Goal of the exercise: Below are records; work out how many of their lines contain "guard" and give only that number.

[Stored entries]
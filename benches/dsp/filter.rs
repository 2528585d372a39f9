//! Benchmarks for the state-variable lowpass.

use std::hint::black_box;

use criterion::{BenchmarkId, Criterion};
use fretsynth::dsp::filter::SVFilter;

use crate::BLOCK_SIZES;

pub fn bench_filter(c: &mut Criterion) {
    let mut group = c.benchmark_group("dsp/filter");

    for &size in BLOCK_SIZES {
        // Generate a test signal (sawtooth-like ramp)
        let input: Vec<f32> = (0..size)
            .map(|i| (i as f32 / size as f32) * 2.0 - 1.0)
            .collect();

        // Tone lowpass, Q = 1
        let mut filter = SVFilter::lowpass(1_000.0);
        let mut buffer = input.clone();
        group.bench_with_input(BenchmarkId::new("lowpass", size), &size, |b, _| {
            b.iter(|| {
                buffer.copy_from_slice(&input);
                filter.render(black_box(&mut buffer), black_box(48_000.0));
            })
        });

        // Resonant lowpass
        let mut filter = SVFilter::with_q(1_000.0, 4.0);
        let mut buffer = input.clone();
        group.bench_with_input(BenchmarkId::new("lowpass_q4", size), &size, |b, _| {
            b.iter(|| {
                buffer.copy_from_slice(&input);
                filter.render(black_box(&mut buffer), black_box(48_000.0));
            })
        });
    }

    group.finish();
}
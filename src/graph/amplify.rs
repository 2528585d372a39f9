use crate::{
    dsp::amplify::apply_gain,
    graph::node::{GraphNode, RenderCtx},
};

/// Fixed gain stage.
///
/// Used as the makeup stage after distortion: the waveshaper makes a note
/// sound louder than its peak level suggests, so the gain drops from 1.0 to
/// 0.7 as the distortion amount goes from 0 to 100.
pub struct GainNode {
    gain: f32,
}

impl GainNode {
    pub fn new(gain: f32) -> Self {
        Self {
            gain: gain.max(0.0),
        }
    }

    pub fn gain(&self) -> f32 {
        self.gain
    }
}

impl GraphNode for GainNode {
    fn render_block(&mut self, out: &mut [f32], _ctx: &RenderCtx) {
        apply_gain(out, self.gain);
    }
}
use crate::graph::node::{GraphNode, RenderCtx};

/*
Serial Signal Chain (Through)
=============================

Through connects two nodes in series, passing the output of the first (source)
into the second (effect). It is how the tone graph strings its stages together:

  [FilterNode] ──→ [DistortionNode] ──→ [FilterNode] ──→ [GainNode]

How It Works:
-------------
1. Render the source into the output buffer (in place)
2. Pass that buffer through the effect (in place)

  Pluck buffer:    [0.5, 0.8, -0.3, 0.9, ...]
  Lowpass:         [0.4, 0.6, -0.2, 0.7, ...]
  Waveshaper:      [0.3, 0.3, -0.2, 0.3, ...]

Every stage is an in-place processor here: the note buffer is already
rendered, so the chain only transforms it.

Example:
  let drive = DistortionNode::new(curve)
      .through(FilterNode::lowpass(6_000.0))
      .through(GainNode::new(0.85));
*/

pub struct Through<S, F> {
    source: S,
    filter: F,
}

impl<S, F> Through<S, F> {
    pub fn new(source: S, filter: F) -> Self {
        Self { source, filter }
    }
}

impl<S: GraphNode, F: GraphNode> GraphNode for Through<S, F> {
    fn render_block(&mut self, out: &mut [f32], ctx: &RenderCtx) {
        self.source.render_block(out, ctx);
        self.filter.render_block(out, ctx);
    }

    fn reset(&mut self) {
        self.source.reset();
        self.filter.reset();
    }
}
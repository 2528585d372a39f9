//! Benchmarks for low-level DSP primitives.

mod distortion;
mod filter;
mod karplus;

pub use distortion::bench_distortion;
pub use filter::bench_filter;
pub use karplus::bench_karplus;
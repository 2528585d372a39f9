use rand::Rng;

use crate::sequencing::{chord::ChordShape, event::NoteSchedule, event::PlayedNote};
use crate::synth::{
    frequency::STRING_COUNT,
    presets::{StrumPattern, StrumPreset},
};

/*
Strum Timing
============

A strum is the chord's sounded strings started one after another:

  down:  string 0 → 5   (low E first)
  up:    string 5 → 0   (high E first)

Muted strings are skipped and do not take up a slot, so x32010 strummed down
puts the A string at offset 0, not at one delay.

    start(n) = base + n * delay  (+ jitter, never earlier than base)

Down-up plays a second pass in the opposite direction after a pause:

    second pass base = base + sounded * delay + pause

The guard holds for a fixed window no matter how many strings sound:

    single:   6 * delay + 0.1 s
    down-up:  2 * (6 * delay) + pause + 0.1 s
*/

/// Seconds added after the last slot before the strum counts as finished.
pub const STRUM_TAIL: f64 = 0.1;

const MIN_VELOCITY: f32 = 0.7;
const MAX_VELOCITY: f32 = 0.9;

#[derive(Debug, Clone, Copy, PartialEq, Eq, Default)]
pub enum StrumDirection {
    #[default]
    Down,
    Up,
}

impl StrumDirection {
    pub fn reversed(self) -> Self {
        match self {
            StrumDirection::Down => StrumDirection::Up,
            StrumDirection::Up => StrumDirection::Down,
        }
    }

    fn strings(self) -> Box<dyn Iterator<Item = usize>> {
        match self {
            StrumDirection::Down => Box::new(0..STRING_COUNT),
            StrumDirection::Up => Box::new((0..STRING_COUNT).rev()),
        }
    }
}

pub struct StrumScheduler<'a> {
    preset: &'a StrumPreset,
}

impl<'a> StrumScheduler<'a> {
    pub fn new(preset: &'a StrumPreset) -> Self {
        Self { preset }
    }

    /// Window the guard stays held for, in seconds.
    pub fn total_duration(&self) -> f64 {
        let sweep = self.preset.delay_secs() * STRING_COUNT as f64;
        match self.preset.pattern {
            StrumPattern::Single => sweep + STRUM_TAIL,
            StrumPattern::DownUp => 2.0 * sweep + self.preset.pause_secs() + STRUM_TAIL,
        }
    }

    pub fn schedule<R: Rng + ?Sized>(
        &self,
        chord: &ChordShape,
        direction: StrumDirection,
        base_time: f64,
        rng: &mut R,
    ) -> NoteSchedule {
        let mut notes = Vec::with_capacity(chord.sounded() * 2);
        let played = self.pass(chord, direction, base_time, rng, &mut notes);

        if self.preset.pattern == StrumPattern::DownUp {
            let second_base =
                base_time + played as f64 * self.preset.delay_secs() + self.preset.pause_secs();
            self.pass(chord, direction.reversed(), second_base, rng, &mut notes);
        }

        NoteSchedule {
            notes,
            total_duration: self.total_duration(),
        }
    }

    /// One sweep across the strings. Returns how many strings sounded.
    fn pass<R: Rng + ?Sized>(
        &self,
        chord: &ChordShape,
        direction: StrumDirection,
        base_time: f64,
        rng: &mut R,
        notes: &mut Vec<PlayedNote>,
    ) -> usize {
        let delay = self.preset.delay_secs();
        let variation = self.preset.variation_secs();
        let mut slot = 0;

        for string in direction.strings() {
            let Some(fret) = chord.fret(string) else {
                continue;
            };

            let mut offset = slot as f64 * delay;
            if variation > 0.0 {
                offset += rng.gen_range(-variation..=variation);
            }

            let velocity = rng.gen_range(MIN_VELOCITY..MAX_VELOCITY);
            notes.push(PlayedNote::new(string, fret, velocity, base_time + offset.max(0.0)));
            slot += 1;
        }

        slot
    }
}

Written response: 2